• Exercise
Scan the records below and report how many lines contain the word "Copy", giving the number by itself.

(Saved entries)
=== Begin Enclosure ===

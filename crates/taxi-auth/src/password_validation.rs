//! Password strength validation.
//!
//! A [`PasswordPolicy`] is an ordered list of [`PasswordValidator`]s. The
//! default policy checks minimum length, common passwords, all-digit
//! passwords and similarity to the user's own attributes.

use taxi_core::{Settings, ValidationError};

/// A single password rule.
pub trait PasswordValidator: Send + Sync + std::fmt::Debug {
    /// Validates `password`. `attributes` are `(verbose name, value)`
    /// pairs describing the user, e.g. `("username", "jdoe")`.
    fn validate(&self, password: &str, attributes: &[(&str, &str)]) -> Result<(), ValidationError>;

    /// Describes the rule to the user.
    fn help_text(&self) -> String;
}

/// Rejects passwords shorter than `min_length` characters.
#[derive(Debug, Clone)]
pub struct MinimumLengthValidator {
    /// The minimum length.
    pub min_length: usize,
}

impl Default for MinimumLengthValidator {
    fn default() -> Self {
        Self { min_length: 8 }
    }
}

impl PasswordValidator for MinimumLengthValidator {
    fn validate(
        &self,
        password: &str,
        _attributes: &[(&str, &str)],
    ) -> Result<(), ValidationError> {
        if password.chars().count() >= self.min_length {
            return Ok(());
        }
        Err(ValidationError::new(
            format!(
                "This password is too short. It must contain at least {} characters.",
                self.min_length
            ),
            "password_too_short",
        )
        .with_param("min_length", self.min_length.to_string()))
    }

    fn help_text(&self) -> String {
        format!(
            "Your password must contain at least {} characters.",
            self.min_length
        )
    }
}

/// Rejects passwords found in a list of commonly used passwords.
#[derive(Debug, Clone)]
pub struct CommonPasswordValidator {
    /// Lowercase passwords to reject.
    pub common_passwords: Vec<String>,
}

const COMMON_PASSWORDS: &[&str] = &[
    "password", "123456", "12345678", "1234", "qwerty", "12345", "dragon", "baseball",
    "football", "letmein", "monkey", "696969", "abc123", "mustang", "michael", "shadow",
    "master", "jennifer", "111111", "2000", "jordan", "superman", "harley", "1234567",
    "hunter", "trustno1", "ranger", "buster", "thomas", "tigger", "robert", "soccer",
    "batman", "test", "pass", "killer", "hockey", "george", "charlie", "andrew",
    "michelle", "love", "sunshine", "jessica", "pepper", "daniel", "access", "123456789",
    "654321", "joshua", "maggie", "starwars", "silver", "william", "dallas", "yankees",
    "123123", "ashley", "666666", "hello", "amanda", "orange", "freedom", "computer",
    "thunder", "nicole", "ginger", "heather", "hammer", "summer", "corvette", "taylor",
    "austin", "1111", "merlin", "matthew", "121212", "golfer", "cheese", "princess",
    "martin", "chelsea", "patrick", "richard", "diamond", "yellow", "bigdog", "secret",
    "asdfgh", "sparky", "cowboy", "iloveyou", "admin", "password1", "qwerty123",
    "welcome", "1q2w3e4r", "taxi", "driver",
];

impl Default for CommonPasswordValidator {
    fn default() -> Self {
        Self {
            common_passwords: COMMON_PASSWORDS.iter().map(|p| (*p).to_string()).collect(),
        }
    }
}

impl PasswordValidator for CommonPasswordValidator {
    fn validate(
        &self,
        password: &str,
        _attributes: &[(&str, &str)],
    ) -> Result<(), ValidationError> {
        let lower = password.trim().to_lowercase();
        if self.common_passwords.iter().any(|p| *p == lower) {
            return Err(ValidationError::new(
                "This password is too common.",
                "password_too_common",
            ));
        }
        Ok(())
    }

    fn help_text(&self) -> String {
        "Your password can't be a commonly used password.".to_string()
    }
}

/// Rejects passwords made only of digits.
#[derive(Debug, Clone, Copy, Default)]
pub struct NumericPasswordValidator;

impl PasswordValidator for NumericPasswordValidator {
    fn validate(
        &self,
        password: &str,
        _attributes: &[(&str, &str)],
    ) -> Result<(), ValidationError> {
        if !password.is_empty() && password.chars().all(|c| c.is_ascii_digit()) {
            return Err(ValidationError::new(
                "This password is entirely numeric.",
                "password_entirely_numeric",
            ));
        }
        Ok(())
    }

    fn help_text(&self) -> String {
        "Your password can't be entirely numeric.".to_string()
    }
}

/// Rejects passwords too similar to one of the user's attributes.
///
/// Each attribute value is compared whole and split on non-alphanumeric
/// characters, so `jane.doe@example.com` is also checked as `jane`,
/// `doe` and so on.
#[derive(Debug, Clone, Copy)]
pub struct UserAttributeSimilarityValidator {
    /// Similarity ratio (0.0 to 1.0) at or above which a password fails.
    pub max_similarity: f64,
}

impl Default for UserAttributeSimilarityValidator {
    fn default() -> Self {
        Self {
            max_similarity: 0.7,
        }
    }
}

impl PasswordValidator for UserAttributeSimilarityValidator {
    fn validate(&self, password: &str, attributes: &[(&str, &str)]) -> Result<(), ValidationError> {
        let password = password.to_lowercase();
        for (verbose_name, value) in attributes {
            let value = value.to_lowercase();
            let parts = std::iter::once(value.as_str())
                .chain(value.split(|c: char| !c.is_alphanumeric()))
                .filter(|part| !part.is_empty());
            for part in parts {
                if similarity(&password, part) >= self.max_similarity {
                    return Err(ValidationError::new(
                        format!("The password is too similar to the {verbose_name}."),
                        "password_too_similar",
                    )
                    .with_param("verbose_name", *verbose_name));
                }
            }
        }
        Ok(())
    }

    fn help_text(&self) -> String {
        "Your password can't be too similar to your other personal information.".to_string()
    }
}

/// Ratio of matching characters, `2 * lcs / (len(a) + len(b))`.
fn similarity(a: &str, b: &str) -> f64 {
    let a: Vec<char> = a.chars().collect();
    let b: Vec<char> = b.chars().collect();
    if a.is_empty() && b.is_empty() {
        return 1.0;
    }

    let mut prev = vec![0_usize; b.len() + 1];
    let mut curr = vec![0_usize; b.len() + 1];
    for ca in &a {
        for (j, cb) in b.iter().enumerate() {
            curr[j + 1] = if ca == cb {
                prev[j] + 1
            } else {
                curr[j].max(prev[j + 1])
            };
        }
        std::mem::swap(&mut prev, &mut curr);
    }

    #[allow(clippy::cast_precision_loss)]
    let ratio = (2 * prev[b.len()]) as f64 / (a.len() + b.len()) as f64;
    ratio
}

/// An ordered set of password validators.
#[derive(Debug)]
pub struct PasswordPolicy {
    validators: Vec<Box<dyn PasswordValidator>>,
}

impl Default for PasswordPolicy {
    fn default() -> Self {
        Self::with_min_length(8)
    }
}

impl PasswordPolicy {
    /// A policy with no rules.
    pub fn empty() -> Self {
        Self {
            validators: Vec::new(),
        }
    }

    /// The default rules with a custom minimum length.
    pub fn with_min_length(min_length: usize) -> Self {
        Self::empty()
            .with_validator(UserAttributeSimilarityValidator::default())
            .with_validator(MinimumLengthValidator { min_length })
            .with_validator(CommonPasswordValidator::default())
            .with_validator(NumericPasswordValidator)
    }

    /// The default rules, with the minimum length from settings.
    pub fn from_settings(settings: &Settings) -> Self {
        Self::with_min_length(settings.password_min_length)
    }

    /// Appends a rule.
    #[must_use]
    pub fn with_validator(mut self, validator: impl PasswordValidator + 'static) -> Self {
        self.validators.push(Box::new(validator));
        self
    }

    /// Returns the help text of every rule.
    pub fn help_texts(&self) -> Vec<String> {
        self.validators.iter().map(|v| v.help_text()).collect()
    }

    /// Runs every rule and collects all failures.
    pub fn validate(
        &self,
        password: &str,
        attributes: &[(&str, &str)],
    ) -> Result<(), Vec<ValidationError>> {
        let errors: Vec<ValidationError> = self
            .validators
            .iter()
            .filter_map(|v| v.validate(password, attributes).err())
            .collect();
        if errors.is_empty() {
            Ok(())
        } else {
            Err(errors)
        }
    }
}

/// Validates `password` against `policy`, returning every failure.
///
/// # Examples
///
/// ```
/// use taxi_auth::password_validation::{validate_password, PasswordPolicy};
///
/// let policy = PasswordPolicy::default();
/// assert!(validate_password("kestrel-junction-41", &policy, &[("username", "jdoe")]).is_ok());
/// let errors = validate_password("1234", &policy, &[]).unwrap_err();
/// assert_eq!(errors.len(), 3);
/// ```
pub fn validate_password(
    password: &str,
    policy: &PasswordPolicy,
    attributes: &[(&str, &str)],
) -> Result<(), Vec<ValidationError>> {
    policy.validate(password, attributes)
}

=== End Enclosure ===

• The answer
2